Connaissant parfaitement les limites de l’humour à base de traduction littérale, souvent très drôle mais au registre relativement répétitif (par exemple http://www.pardon-my-french.fr/), je ne peux m’empêcher, puisque c’est de Scotland Yard dont il va s’agir ici, d’imaginer le nom du principal service de police anglais si son équivalent existait en France. Comment l’appellerions-nous ? Le mètre breton ? Le décimètre basque ? Le kilomètre savoyard ?
Bref.
Voici un Ford absolument atypique, si cette appellation pouvait vouloir dire quelque chose, car au fond, existe-t-il un Ford classique ? En 1958, l’ami John accepte l’idée d’un tournage en Angleterre pour deux bonnes raisons:
1) tourner avec Jack Hawkins dont il dira plus tard qu’il se sera agi d’une des expériences les plus inoubliables de sa carrière de réalisateur.
2) faire la tournée des distilleries et des pubs locaux, projet si vaste qu’il a immédiatement conscience de ne pouvoir décemment le conduire seul. C’est pourquoi il se fera accompagner de l’ami Wayne, l’autre John imbibé, qui partagera ses systématiques beuveries nocturnes avec d’autant plus de bonheur que ce dernier, pour une fois, n’aura pas la nécessité de se lever le matin pour affronter plateau et caméras.
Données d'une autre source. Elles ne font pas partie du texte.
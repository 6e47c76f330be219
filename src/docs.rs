use crate::analytics::attendance::{AttendanceAnalytics, DailyAttendance, DepartmentAbsenteeism};
use crate::analytics::attrition::{AttritionAnalytics, MonthlyAttrition};
use crate::analytics::leave::{LeaveAnalytics, LeaveByType, MonthlyLeave};
use crate::api::employee::{DeactivateEmployee, EmployeeListResponse};
use crate::model::attendance::AttendanceStatus;
use crate::model::employee::Employee;
use crate::model::leave::LeaveType;
use utoipa::OpenApi;

#[derive(OpenApi)]
#[openapi(
    info(
        title = "HR Analytics API",
        version = "0.1.0",
        description = r#"
## HR Analytics

Aggregated views over employee, attendance and leave records, built for an
HR dashboard.

### Reports
- **Attendance**: absenteeism rate, daily present/absent trend, per-department rates
- **Leave**: days taken by type (sick, vacation, personal) and per month
- **Attrition**: share of employees who left, and departures per month

Every report accepts optional `start_date` / `end_date` (`YYYY-MM-DD`,
inclusive) and can be downloaded as CSV from `/{report}/analytics/export`.

### Errors
- `400` invalid or inverted date range
- `404` unknown employee or report
- `500` database failure
- `503` query timed out; safe to retry

Percentages are rounded to one decimal.
"#,
    ),
    paths(
        crate::api::health::health,

        crate::api::analytics::attendance_analytics,
        crate::api::analytics::leave_analytics,
        crate::api::analytics::attrition_analytics,
        crate::api::export::export_analytics,

        crate::api::employee::list_employees,
        crate::api::employee::get_employee,
        crate::api::employee::deactivate_employee
    ),
    components(
        schemas(
            AttendanceAnalytics,
            DailyAttendance,
            DepartmentAbsenteeism,
            LeaveAnalytics,
            LeaveByType,
            MonthlyLeave,
            AttritionAnalytics,
            MonthlyAttrition,
            AttendanceStatus,
            LeaveType,
            Employee,
            EmployeeListResponse,
            DeactivateEmployee
        )
    ),
    tags(
        (name = "Analytics", description = "Attendance, leave and attrition reports"),
        (name = "Employee", description = "Employee directory"),
        (name = "Health", description = "Service health"),
    )
)]
pub struct ApiDoc;

#[cfg(test)]
mod tests {
    use super::*;

    #[test]
    fn openapi_lists_every_report() {
        let doc = ApiDoc::openapi();
        let paths: Vec<_> = doc.paths.paths.keys().cloned().collect();
        for expected in [
            "/api/attendance/analytics",
            "/api/leave/analytics",
            "/api/attrition/analytics",
            "/api/{report}/analytics/export",
            "/api/employees/{employee_id}",
        ] {
            assert!(paths.iter().any(|p| p == expected), "missing {}", expected);
        }
    }
}
#![allow(dead_code)]

use std::sync::Arc;
use std::time::Duration;

use actix_web::web::Data;
use chrono::NaiveDate;
use hr_analytics::config::Config;
use hr_analytics::model::attendance::AttendanceStatus;
use hr_analytics::model::leave::LeaveType;
use hr_analytics::repository::{AnalyticsRepository, EmployeeRepository, InMemoryRepository};

pub const TIMEOUT: Duration = Duration::from_secs(10);

pub fn d(s: &str) -> NaiveDate {
    NaiveDate::parse_from_str(s, "%Y-%m-%d").unwrap()
}

pub fn test_config(query_timeout: Duration) -> Config {
    Config {
        database_url: String::new(),
        server_addr: "127.0.0.1:0".to_string(),
        db_max_connections: 1,
        query_timeout,
        rate_analytics_per_min: 600,
        cors_allowed_origin: None,
        log_dir: "logs".to_string(),
        api_prefix: "/api".to_string(),
    }
}

pub fn repo_data(
    repo: Arc<InMemoryRepository>,
) -> (Data<dyn AnalyticsRepository>, Data<dyn EmployeeRepository>) {
    (
        Data::from(repo.clone() as Arc<dyn AnalyticsRepository>),
        Data::from(repo as Arc<dyn EmployeeRepository>),
    )
}

/// Builds the service the same way `main` does, minus middleware.
macro_rules! init_app {
    ($repo:expr) => {
        init_app!($repo, common::TIMEOUT)
    };
    ($repo:expr, $timeout:expr) => {{
        let (analytics, employees) = common::repo_data($repo);
        actix_web::test::init_service(
            actix_web::App::new()
                .app_data(analytics)
                .app_data(employees)
                .app_data(actix_web::web::Data::new(common::test_config($timeout)))
                .configure(|cfg| hr_analytics::routes::configure(cfg, "/api")),
        )
        .await
    }};
}

/// Two engineers absent and one HR employee present on 2024-01-02,
/// plus the leave and attrition worked examples.
pub fn seeded_repo() -> Arc<InMemoryRepository> {
    let repo = InMemoryRepository::new();

    let ann = repo.add_employee("Ann", "Eng", d("2023-01-01"));
    let bo = repo.add_employee("Bo", "Eng", d("2023-01-01"));
    let cat = repo.add_employee("Cat", "HR", d("2023-01-01"));
    repo.add_employee("Dan", "HR", d("2023-01-01"));

    repo.add_attendance(ann, d("2024-01-02"), AttendanceStatus::Absent);
    repo.add_attendance(bo, d("2024-01-02"), AttendanceStatus::Absent);
    repo.add_attendance(cat, d("2024-01-02"), AttendanceStatus::Present);

    repo.add_leave(ann, LeaveType::Sick, d("2024-01-08"), d("2024-01-12"), 5);
    repo.add_leave(bo, LeaveType::Vacation, d("2024-02-05"), d("2024-02-16"), 10);
    repo.add_leave(cat, LeaveType::Sick, d("2024-02-20"), d("2024-02-22"), 3);

    repo.mark_left_without_date(ann, d("2024-03-15").and_hms_opt(10, 0, 0).unwrap());
    repo.mark_left_without_date(bo, d("2024-05-01").and_hms_opt(10, 0, 0).unwrap());

    Arc::new(repo)
}
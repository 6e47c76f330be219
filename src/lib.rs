//! HR analytics backend: absenteeism, leave and attrition reports over
//! employee records, served as JSON or CSV.

pub mod analytics;
pub mod api;
pub mod config;
pub mod db;
pub mod docs;
pub mod error;
pub mod model;
pub mod repository;
pub mod routes;
pub mod utils;
use chrono::{NaiveDate, NaiveDateTime};
use serde::{Deserialize, Serialize};
use utoipa::ToSchema;

/// Employee as needed by the attrition report.
#[derive(Debug, Clone, PartialEq, Eq, sqlx::FromRow)]
pub struct EmployeeRow {
    pub id: u64,
    pub is_active: bool,
    pub departure_date: Option<NaiveDate>,
    pub updated_at: NaiveDateTime,
}

impl EmployeeRow {
    /// Day the employee left, if they have.
    ///
    /// Uses the recorded `departure_date` and falls back to the date of the
    /// last modification for rows deactivated before that column existed.
    pub fn left_on(&self) -> Option<NaiveDate> {
        if self.is_active {
            return None;
        }
        Some(self.departure_date.unwrap_or(self.updated_at.date()))
    }
}

#[derive(Debug, Clone, Serialize, Deserialize, sqlx::FromRow, ToSchema)]
#[schema(
    example = json!({
        "id": 1,
        "name": "Jane Smith",
        "department": "Engineering",
        "hire_date": "2023-03-01",
        "is_active": true,
        "departure_date": null,
        "created_at": "2023-03-01T09:00:00",
        "updated_at": "2023-03-01T09:00:00",
        "attendance_count": 120,
        "leave_count": 4
    })
)]
pub struct Employee {
    #[schema(example = 1)]
    pub id: u64,

    #[schema(example = "Jane Smith")]
    pub name: String,

    #[schema(example = "Engineering")]
    pub department: String,

    #[schema(example = "2023-03-01", value_type = String, format = "date")]
    pub hire_date: NaiveDate,

    #[schema(example = true)]
    pub is_active: bool,

    #[schema(value_type = Option<String>, format = "date", nullable = true)]
    pub departure_date: Option<NaiveDate>,

    #[schema(value_type = String, format = "date-time")]
    pub created_at: NaiveDateTime,

    #[schema(value_type = String, format = "date-time")]
    pub updated_at: NaiveDateTime,

    #[schema(example = 120)]
    pub attendance_count: i64,

    #[schema(example = 4)]
    pub leave_count: i64,
}
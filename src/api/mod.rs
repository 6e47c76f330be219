pub mod analytics;
pub mod employee;
pub mod export;
pub mod health;
use std::env;
use std::str::FromStr;
use std::time::Duration;

use dotenvy::dotenv;

#[derive(Debug, thiserror::Error)]
pub enum ConfigError {
    #[error("{0} must be set")]
    Missing(&'static str),

    #[error("{name} has an invalid value '{value}'")]
    Invalid { name: &'static str, value: String },
}

#[derive(Clone, Debug)]
pub struct Config {
    pub database_url: String,
    pub server_addr: String,
    pub db_max_connections: u32,

    /// Upper bound on a single report query.
    pub query_timeout: Duration,

    // Rate limiting
    pub rate_analytics_per_min: u32,

    /// Exact origin allowed by CORS; any origin when unset.
    pub cors_allowed_origin: Option<String>,
    pub log_dir: String,

    pub api_prefix: String,
}

impl Config {
    pub fn from_env() -> Result<Self, ConfigError> {
        dotenv().ok();

        Ok(Self {
            server_addr: required("SERVER_ADDR")?,
            database_url: required("DATABASE_URL")?,
            db_max_connections: parsed("DB_MAX_CONNECTIONS", 10)?,
            query_timeout: Duration::from_secs(non_zero("QUERY_TIMEOUT_SECS", 10)?), // default 10 s

            rate_analytics_per_min: parsed("RATE_ANALYTICS_PER_MIN", 600)?,

            cors_allowed_origin: env::var("CORS_ALLOWED_ORIGIN").ok().filter(|o| !o.is_empty()),
            log_dir: env::var("LOG_DIR").unwrap_or_else(|_| "logs".to_string()),

            api_prefix: env::var("API_PREFIX").unwrap_or_else(|_| "/api".to_string()),
        })
    }
}

fn required(name: &'static str) -> Result<String, ConfigError> {
    env::var(name).map_err(|_| ConfigError::Missing(name))
}

fn parsed<T: FromStr>(name: &'static str, default: T) -> Result<T, ConfigError> {
    match env::var(name) {
        Ok(value) => value
            .trim()
            .parse()
            .map_err(|_| ConfigError::Invalid { name, value }),
        Err(_) => Ok(default),
    }
}

/// Like [`parsed`], but `0` is rejected.
fn non_zero(name: &'static str, default: u64) -> Result<u64, ConfigError> {
    match parsed(name, default)? {
        0 => Err(ConfigError::Invalid {
            name,
            value: "0".to_string(),
        }),
        n => Ok(n),
    }
}
//! `conrad check` command implementation.
//!
//! Builds a recorder from the configuration, which validates every
//! processor, the formatter and the emitter, then lists what the registry
//! provides.

use anyhow::Result;
use conrad_recorder::{Recorder, Registry, Role};

use super::RecorderArgs;

pub fn run(args: &RecorderArgs) -> Result<()> {
    let registry = Registry::builtin();
    let config = args.resolve()?;

    match Recorder::with_registry((&config).into(), &registry) {
        Ok(recorder) => {
            println!(
                "✓ configuration is valid ({} processor(s), formatter '{}', emitter '{}')",
                recorder.processor_count(),
                config.formatter,
                config.emitter
            );
        }
        Err(e) => {
            println!("✗ {}", e);
            print_components(&registry);
            anyhow::bail!("invalid configuration");
        }
    }

    print_components(&registry);
    Ok(())
}

fn print_components(registry: &Registry) {
    println!();
    for (label, role) in [
        ("Processors", Role::Processor),
        ("Formatters", Role::Formatter),
        ("Emitters", Role::Emitter),
    ] {
        println!("{}: {}", label, registry.names(role).join(", "));
    }
}
//! Key validation for incoming events.

use crate::error::ForbiddenKeyError;
use crate::event::{Event, RawEvent};

/// Validate every key of an incoming event.
///
/// Only string and symbol keys are allowed. The first offending key fails
/// the whole event. Duplicate keys collapse to the last value.
pub fn validate_keys(event: RawEvent) -> Result<Event, ForbiddenKeyError> {
    let mut validated = Event::new();

    for (key, value) in event.into_entries() {
        match key.into_key() {
            Ok(key) => {
                validated.insert(key, value);
            }
            Err(key) => return Err(ForbiddenKeyError { key }),
        }
    }

    Ok(validated)
}

#[cfg(test)]
mod tests {
    use super::*;
    use crate::event::{Key, RawKey, Symbol};
    use serde_json::json;

    #[test]
    fn test_accepts_strings_and_symbols() {
        let raw = RawEvent::new()
            .with("a", "apple")
            .with(Symbol::new("b"), "bear");
        let event = validate_keys(raw).unwrap();

        assert_eq!(event.get(&Key::text("a")), Some(&json!("apple")));
        assert_eq!(event.get(&Key::symbol("b")), Some(&json!("bear")));
    }

    #[test]
    fn test_rejects_non_identifier_keys() {
        let forbidden = vec![
            RawKey::Integer(1),
            RawKey::Float(1.5),
            RawKey::Bool(true),
            RawKey::Null,
            RawKey::from(vec![1, 2, 3]),
            RawKey::Mapping(vec![]),
            RawKey::object(&RawEvent::new()),
        ];

        for key in forbidden {
            let raw = RawEvent::new().with("ok", 1).with(key.clone(), "");
            let err = validate_keys(raw).unwrap_err();
            assert_eq!(err.key, key);
        }
    }

    #[test]
    fn test_reports_first_offending_key() {
        let raw = RawEvent::new()
            .with(RawKey::Integer(1), "")
            .with(RawKey::Integer(2), "");
        assert_eq!(validate_keys(raw).unwrap_err().key, RawKey::Integer(1));
    }

    #[test]
    fn test_validates_large_events() {
        let raw: RawEvent = (0..50_000).map(|i| (format!("k{}", i), i)).collect();
        let event = validate_keys(raw).unwrap();

        assert_eq!(event.len(), 50_000);
        assert_eq!(event.get(&Key::text("k49999")), Some(&json!(49999)));
    }

    #[test]
    fn test_empty_event_is_valid() {
        assert!(validate_keys(RawEvent::new()).unwrap().is_empty());
    }
}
L’idée du film est séduisante, et le charme du film tout entier dans son principe: une journée dans la vie de l’inspecteur principal du service, avec son cortège de drames, de moments difficiles ou drôles, et dont la singularité tient dans la frénésie de la succession de ces évènements, et dans le contraste des interactions entre l’inspecteur et tous ceux qui gravitent autour de lui: famille, subordonnés, supérieurs, amis, suspects, collègues véreux, indics, victimes, ou fonctionnaires zélés.
Malgré un manque d’univers familier et de contexte habituel (changement de pays, de décors, d’acteurs) on retrouve le Ford qu’on aime: les relations sont le plus souvent chaleureuses, les interactions restent enjouées quelque soit le niveau de gravité de la situation et l’ensemble transpire d’une bonhommie qui ne peut qu’inspirer une affection spontanée chez le spectateur, pour peu que chez ce dernier les principaux organes soient disposés selon un schéma humainement adéquat.
Au fond, la bienveillance générale qui baigne le propos n’échappe pas à une certaine naïveté, sans que cela ne vienne gâcher l’ensemble. Dans la vraie vie (mais en existe-t-il une ?) toutes les intrigues ne trouvent pas une conclusion dans un arc de 24 heures, et surtout, le protagoniste qui ne peut régulièrement assister au concert de sa fille ou faire les courses pour sa femme se retrouve à l’âge, où il nous est présenté, seul, largué, alcoolique et dépressif, loin du père débonnaire entouré d’affection et du chef rigoureux provoquant l’admiration de ses proches et la considération de son supérieur, qui est ici dépeint.
Mais qu’importe, finalement. L’essentiel est dans la multitude de petits bonheurs que j’ai décrit plus haut.
Le cinéma, cher Ford, est toujours une fête.